[Start of Attachment]
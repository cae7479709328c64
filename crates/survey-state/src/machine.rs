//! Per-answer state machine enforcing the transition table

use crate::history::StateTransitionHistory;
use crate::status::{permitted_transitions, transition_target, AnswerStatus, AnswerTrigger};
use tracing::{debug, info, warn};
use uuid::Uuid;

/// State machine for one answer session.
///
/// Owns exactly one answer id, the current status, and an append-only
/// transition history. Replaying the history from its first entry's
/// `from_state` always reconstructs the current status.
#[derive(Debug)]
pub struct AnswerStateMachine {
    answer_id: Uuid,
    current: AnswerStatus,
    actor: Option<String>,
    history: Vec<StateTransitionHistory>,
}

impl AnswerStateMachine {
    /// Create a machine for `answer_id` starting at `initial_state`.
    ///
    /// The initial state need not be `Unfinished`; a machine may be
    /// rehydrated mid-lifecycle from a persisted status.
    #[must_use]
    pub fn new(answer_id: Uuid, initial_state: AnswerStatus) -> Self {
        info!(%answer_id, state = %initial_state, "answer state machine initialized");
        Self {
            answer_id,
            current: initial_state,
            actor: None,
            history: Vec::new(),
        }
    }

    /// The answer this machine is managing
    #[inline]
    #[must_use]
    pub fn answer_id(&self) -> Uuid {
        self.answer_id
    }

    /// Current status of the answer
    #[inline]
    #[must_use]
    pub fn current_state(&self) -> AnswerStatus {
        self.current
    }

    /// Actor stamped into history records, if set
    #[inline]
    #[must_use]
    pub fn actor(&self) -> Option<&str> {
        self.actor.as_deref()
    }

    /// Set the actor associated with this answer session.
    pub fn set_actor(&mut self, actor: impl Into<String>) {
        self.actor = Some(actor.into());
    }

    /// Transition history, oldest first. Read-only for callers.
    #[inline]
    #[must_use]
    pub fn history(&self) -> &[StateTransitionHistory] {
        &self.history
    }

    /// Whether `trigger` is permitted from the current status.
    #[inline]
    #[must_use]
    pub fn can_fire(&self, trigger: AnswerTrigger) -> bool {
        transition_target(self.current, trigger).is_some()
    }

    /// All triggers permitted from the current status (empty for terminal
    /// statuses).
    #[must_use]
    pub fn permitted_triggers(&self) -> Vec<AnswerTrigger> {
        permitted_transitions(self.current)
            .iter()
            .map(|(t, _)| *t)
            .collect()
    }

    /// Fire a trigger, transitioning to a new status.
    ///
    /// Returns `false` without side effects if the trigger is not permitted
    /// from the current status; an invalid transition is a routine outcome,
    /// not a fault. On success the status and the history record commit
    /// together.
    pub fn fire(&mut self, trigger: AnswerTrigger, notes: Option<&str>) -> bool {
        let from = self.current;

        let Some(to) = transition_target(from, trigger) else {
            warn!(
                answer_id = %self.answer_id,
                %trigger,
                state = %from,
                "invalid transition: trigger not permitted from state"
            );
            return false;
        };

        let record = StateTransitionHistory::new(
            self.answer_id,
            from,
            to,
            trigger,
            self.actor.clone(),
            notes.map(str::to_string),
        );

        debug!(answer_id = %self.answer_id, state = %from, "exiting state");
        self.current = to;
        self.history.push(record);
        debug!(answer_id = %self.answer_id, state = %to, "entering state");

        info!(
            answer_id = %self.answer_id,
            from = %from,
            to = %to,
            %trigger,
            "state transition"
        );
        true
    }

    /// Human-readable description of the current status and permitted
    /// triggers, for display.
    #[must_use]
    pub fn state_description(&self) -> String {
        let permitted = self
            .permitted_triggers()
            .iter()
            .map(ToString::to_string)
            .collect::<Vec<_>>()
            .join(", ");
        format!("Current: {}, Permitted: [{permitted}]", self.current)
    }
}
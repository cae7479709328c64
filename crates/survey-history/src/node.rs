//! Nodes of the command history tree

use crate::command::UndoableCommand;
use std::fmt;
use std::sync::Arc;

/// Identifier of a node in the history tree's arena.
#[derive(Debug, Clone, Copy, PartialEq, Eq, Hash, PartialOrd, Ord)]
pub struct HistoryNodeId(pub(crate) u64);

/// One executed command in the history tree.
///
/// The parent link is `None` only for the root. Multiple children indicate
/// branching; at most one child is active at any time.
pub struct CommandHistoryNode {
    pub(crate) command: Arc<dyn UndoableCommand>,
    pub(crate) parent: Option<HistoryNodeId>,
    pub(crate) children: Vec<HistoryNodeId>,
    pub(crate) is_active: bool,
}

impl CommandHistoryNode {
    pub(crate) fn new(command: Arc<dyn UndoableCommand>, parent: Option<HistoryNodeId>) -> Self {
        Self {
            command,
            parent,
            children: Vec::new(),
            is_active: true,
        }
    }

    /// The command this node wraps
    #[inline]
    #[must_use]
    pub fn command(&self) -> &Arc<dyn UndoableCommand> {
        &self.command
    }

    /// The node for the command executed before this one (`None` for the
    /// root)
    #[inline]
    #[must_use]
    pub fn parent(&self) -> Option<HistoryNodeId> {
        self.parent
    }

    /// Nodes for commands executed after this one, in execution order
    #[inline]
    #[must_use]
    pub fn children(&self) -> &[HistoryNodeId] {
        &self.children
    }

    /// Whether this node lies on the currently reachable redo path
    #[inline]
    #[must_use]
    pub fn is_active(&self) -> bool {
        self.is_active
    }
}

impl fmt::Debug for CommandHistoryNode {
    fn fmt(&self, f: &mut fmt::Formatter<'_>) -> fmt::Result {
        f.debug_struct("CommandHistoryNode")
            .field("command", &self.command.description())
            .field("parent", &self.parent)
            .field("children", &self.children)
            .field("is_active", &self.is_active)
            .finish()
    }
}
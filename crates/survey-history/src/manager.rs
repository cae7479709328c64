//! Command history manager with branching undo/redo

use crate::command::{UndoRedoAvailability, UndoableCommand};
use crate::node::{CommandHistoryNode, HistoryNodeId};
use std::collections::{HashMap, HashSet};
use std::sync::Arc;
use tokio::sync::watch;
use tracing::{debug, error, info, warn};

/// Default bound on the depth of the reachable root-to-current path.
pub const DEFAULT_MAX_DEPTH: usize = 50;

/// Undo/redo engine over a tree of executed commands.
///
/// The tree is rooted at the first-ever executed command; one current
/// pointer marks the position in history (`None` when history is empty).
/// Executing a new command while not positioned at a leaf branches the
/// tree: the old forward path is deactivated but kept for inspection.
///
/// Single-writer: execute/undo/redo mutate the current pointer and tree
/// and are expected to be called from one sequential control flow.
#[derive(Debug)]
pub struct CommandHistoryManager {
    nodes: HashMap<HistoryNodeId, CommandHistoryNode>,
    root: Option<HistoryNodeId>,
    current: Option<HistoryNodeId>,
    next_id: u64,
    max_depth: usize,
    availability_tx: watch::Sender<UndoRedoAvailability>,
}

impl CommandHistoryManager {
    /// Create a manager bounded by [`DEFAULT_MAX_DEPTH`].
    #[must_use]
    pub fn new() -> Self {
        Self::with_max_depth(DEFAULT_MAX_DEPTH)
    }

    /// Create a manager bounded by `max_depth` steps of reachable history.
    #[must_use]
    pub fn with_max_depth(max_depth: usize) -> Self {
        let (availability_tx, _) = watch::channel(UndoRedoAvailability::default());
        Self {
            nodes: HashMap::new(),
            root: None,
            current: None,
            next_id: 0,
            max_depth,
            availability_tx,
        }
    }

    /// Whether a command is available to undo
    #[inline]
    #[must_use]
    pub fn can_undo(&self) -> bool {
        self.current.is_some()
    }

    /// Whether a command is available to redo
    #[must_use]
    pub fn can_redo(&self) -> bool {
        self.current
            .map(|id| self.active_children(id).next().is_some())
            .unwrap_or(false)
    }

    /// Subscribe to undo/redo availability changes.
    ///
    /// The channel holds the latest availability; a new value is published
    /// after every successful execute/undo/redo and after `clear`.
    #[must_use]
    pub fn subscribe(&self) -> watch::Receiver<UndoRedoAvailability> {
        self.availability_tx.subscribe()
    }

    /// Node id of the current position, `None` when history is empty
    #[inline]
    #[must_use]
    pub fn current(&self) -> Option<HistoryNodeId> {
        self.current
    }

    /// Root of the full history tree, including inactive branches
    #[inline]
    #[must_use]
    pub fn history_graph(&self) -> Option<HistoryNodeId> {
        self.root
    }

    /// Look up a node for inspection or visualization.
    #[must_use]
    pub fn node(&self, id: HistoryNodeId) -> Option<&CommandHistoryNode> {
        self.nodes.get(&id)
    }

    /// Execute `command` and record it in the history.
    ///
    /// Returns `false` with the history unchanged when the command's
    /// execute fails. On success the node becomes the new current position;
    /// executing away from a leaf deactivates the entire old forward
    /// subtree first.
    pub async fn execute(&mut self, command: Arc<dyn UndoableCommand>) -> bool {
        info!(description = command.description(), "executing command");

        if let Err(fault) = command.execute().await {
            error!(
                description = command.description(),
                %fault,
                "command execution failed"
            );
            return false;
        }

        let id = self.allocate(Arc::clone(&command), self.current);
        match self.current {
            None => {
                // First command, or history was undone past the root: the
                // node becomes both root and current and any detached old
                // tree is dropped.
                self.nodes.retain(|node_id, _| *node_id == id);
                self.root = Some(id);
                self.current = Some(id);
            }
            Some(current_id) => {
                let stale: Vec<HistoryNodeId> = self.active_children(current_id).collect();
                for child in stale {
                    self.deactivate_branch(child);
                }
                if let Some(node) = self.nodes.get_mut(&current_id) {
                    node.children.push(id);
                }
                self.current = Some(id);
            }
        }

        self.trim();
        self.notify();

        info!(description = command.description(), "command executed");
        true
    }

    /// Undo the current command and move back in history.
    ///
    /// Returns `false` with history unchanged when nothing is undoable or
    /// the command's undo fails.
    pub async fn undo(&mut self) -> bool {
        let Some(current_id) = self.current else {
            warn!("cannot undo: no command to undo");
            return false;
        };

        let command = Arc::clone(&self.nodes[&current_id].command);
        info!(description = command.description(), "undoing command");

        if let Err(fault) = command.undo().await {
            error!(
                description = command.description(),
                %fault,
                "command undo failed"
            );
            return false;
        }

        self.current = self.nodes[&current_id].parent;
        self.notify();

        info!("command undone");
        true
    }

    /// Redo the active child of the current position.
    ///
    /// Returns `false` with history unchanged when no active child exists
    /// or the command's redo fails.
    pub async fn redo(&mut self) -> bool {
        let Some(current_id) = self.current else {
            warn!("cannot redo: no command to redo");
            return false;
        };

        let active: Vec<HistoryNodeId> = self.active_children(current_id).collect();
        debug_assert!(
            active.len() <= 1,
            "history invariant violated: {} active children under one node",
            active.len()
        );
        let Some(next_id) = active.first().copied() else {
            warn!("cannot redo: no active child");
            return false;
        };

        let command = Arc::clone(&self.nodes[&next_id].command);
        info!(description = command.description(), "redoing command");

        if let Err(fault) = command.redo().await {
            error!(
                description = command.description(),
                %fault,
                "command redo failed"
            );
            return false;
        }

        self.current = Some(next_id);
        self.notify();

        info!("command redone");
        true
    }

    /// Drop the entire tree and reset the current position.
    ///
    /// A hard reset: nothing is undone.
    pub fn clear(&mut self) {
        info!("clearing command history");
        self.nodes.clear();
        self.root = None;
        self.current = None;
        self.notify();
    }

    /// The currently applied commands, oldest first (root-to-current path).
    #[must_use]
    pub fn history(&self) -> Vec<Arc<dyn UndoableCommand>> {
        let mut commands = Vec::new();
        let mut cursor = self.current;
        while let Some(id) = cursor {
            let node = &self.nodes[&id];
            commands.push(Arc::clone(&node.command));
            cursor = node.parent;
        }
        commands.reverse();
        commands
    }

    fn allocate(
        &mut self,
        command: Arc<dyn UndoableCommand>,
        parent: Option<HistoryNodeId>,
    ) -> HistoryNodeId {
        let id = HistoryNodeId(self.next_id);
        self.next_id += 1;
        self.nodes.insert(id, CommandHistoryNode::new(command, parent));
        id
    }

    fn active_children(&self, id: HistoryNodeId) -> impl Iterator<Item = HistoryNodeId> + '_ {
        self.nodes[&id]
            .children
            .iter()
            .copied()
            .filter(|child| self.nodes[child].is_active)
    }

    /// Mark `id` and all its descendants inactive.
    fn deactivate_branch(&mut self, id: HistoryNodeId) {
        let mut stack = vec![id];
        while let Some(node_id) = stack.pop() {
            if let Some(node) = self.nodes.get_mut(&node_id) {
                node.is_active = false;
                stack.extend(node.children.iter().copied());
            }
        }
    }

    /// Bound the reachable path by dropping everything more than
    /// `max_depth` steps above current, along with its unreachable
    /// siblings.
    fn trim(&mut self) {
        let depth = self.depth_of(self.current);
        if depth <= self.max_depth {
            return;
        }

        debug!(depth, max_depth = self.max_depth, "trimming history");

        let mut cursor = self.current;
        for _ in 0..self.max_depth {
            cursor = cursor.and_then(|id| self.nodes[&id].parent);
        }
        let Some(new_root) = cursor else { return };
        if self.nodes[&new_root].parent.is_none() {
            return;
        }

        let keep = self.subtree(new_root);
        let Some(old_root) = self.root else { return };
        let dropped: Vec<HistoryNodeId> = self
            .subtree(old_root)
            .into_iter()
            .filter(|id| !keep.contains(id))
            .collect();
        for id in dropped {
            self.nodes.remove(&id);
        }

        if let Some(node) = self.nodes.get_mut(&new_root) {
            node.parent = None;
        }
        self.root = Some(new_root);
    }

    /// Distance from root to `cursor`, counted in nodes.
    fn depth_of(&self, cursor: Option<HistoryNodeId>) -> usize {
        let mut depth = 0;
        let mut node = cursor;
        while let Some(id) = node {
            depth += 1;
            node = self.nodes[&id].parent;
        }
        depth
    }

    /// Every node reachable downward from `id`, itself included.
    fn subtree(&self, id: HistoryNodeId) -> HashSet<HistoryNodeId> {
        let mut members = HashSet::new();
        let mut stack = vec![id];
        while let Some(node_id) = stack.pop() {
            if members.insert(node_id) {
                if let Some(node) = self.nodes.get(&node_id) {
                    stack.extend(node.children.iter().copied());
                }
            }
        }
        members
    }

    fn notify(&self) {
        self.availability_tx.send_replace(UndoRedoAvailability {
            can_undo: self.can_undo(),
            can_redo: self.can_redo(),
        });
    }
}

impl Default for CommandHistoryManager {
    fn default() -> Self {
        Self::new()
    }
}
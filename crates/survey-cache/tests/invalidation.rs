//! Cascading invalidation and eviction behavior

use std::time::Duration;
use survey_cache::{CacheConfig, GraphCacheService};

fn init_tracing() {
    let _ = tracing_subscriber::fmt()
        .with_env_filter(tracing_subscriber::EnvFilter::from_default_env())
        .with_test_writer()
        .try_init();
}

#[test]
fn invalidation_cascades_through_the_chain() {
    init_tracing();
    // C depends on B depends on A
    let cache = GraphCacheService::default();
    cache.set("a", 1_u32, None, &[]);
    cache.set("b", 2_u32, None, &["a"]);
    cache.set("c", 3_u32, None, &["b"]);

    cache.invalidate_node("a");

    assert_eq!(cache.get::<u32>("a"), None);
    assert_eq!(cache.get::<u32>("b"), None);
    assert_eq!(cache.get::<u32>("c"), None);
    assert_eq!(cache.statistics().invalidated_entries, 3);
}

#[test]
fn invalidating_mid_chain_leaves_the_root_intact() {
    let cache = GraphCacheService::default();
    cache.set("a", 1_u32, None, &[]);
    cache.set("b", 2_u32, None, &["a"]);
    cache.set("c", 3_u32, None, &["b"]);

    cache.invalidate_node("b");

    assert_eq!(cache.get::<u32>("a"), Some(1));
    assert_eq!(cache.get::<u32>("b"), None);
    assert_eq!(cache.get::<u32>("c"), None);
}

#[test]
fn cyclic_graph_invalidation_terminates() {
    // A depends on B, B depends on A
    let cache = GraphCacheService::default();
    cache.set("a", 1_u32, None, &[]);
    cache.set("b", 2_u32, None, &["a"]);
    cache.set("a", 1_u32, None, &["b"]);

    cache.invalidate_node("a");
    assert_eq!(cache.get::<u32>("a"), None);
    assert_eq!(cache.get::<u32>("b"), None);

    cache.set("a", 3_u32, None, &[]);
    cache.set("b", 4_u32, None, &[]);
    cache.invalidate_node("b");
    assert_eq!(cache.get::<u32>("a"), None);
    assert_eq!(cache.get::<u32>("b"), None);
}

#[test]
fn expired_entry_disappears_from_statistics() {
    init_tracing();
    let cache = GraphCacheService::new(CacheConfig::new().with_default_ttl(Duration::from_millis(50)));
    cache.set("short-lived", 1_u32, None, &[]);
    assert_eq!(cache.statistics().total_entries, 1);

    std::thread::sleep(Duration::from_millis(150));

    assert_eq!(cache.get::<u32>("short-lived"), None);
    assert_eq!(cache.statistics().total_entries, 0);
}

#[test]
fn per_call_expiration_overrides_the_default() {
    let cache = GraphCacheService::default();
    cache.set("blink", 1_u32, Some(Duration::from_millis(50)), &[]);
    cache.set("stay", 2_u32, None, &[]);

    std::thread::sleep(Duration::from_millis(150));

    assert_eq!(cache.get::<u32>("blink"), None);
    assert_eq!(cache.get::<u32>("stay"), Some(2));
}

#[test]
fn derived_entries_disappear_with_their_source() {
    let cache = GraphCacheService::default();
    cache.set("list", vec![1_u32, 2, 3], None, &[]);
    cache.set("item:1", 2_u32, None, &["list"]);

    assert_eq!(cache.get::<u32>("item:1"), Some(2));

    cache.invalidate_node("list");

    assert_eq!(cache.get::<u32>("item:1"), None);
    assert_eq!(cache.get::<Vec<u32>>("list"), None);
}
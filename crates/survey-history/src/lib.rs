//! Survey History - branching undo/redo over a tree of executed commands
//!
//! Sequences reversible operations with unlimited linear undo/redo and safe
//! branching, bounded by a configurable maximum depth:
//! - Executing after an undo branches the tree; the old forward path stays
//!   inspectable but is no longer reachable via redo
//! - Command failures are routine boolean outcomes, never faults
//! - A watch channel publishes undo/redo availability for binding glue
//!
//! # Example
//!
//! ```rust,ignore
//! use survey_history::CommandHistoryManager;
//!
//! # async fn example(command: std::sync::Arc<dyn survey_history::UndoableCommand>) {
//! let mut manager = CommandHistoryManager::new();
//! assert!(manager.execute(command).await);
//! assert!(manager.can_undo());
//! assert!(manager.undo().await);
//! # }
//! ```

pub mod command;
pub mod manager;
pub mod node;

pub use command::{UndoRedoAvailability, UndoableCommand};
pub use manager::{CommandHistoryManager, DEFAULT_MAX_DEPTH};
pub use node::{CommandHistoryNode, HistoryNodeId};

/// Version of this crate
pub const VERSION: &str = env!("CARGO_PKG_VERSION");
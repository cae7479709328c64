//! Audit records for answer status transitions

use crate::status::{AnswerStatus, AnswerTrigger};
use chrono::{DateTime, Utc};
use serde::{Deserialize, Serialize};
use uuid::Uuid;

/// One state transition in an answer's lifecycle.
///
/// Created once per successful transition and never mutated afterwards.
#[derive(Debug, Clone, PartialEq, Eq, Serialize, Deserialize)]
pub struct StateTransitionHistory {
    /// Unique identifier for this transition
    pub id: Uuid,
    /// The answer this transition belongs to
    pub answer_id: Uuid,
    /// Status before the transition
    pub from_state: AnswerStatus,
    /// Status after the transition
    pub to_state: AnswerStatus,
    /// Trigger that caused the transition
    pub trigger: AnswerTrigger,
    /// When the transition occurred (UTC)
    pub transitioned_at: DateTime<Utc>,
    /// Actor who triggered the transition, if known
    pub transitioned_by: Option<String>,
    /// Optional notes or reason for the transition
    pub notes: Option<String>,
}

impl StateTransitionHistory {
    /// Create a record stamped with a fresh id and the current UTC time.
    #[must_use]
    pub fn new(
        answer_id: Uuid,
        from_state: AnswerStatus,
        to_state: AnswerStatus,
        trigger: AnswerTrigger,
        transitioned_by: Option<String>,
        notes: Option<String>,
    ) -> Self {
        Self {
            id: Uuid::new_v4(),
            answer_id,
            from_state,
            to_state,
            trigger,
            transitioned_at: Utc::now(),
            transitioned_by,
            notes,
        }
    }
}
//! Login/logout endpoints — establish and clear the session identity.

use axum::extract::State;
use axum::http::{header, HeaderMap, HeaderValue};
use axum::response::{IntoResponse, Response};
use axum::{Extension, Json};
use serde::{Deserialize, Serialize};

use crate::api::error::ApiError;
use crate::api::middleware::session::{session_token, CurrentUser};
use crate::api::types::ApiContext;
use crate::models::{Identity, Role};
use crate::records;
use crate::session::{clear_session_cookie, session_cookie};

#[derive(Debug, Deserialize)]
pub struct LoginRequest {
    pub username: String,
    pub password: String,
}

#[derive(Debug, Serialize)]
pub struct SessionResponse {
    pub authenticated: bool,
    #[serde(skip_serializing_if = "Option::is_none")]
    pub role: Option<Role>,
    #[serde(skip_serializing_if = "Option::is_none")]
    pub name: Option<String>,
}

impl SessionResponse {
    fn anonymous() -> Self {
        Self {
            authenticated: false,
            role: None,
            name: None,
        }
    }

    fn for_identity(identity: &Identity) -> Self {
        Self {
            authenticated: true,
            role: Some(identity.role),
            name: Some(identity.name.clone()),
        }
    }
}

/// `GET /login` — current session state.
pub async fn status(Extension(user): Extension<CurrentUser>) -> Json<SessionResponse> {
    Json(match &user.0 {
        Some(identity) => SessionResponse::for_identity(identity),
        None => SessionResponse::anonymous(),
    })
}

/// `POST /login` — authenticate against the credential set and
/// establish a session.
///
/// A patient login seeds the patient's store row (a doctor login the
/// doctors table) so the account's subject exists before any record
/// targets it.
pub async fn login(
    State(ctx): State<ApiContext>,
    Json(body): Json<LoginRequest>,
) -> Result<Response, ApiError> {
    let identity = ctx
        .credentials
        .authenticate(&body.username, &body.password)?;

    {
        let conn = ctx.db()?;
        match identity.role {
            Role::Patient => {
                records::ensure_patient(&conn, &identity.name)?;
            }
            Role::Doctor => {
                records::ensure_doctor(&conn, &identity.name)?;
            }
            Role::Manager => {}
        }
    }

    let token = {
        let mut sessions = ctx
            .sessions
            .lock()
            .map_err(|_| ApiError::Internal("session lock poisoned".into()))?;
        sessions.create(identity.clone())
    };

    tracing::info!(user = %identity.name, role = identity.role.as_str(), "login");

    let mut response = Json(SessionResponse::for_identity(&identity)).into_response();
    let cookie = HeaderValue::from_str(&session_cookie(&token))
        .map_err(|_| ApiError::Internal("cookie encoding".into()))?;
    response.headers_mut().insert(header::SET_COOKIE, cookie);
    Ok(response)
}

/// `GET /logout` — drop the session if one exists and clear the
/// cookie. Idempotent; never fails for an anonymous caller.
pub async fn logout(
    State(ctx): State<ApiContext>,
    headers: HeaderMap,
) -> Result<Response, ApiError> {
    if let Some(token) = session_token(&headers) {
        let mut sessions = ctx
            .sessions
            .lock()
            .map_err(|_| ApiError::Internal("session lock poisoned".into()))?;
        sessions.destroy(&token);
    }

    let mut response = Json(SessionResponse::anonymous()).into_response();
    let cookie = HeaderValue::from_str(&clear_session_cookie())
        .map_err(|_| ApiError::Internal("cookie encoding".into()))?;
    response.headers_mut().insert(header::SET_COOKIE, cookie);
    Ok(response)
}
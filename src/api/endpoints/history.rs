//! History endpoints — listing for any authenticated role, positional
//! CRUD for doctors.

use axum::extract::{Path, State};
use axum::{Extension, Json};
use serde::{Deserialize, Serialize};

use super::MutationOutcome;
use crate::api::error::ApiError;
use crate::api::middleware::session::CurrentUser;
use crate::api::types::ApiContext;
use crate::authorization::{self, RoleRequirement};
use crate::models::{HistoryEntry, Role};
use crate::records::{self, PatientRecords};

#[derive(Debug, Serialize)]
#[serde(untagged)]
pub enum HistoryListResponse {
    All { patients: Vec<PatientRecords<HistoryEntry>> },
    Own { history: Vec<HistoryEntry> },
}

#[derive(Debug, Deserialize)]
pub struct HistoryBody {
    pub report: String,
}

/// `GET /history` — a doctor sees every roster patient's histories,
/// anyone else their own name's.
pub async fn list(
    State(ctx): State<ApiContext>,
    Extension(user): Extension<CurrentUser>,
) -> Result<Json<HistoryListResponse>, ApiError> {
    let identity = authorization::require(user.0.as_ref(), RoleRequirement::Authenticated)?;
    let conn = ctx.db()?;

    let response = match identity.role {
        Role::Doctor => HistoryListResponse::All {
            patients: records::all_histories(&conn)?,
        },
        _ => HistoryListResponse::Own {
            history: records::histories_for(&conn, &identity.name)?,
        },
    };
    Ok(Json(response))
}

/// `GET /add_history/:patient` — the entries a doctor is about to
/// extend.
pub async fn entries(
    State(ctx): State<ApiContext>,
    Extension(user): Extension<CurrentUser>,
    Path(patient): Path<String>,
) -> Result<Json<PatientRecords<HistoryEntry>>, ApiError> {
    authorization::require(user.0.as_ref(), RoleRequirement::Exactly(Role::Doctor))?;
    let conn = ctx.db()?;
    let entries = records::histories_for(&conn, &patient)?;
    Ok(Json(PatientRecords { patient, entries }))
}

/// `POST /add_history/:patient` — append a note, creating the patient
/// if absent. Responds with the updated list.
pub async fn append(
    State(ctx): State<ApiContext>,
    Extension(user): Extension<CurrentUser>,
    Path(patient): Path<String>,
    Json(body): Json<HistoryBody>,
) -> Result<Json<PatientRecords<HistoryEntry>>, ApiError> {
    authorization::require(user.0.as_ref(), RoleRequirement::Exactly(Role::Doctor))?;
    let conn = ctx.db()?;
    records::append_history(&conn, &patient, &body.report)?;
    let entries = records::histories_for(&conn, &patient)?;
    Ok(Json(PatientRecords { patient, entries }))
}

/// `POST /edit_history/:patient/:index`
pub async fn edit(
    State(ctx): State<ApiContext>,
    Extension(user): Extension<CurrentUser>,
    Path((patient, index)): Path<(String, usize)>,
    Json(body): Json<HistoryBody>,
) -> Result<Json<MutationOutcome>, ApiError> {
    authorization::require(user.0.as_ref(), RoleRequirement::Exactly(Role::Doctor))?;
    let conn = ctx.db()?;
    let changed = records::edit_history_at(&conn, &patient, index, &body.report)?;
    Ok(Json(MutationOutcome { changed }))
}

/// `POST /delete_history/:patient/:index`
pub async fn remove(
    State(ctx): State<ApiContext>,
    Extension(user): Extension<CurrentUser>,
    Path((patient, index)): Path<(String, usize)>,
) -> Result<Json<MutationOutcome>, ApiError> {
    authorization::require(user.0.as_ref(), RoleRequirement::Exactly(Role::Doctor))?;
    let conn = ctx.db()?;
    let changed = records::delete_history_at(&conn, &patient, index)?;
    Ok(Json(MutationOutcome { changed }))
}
[End of Attachment]
About this task – Show every line above in which the word "unchanged" appears.

Solution –
    /// Returns `false` with the history unchanged when the command's
    /// Returns `false` with history unchanged when nothing is undoable or
    /// Returns `false` with history unchanged when no active child exists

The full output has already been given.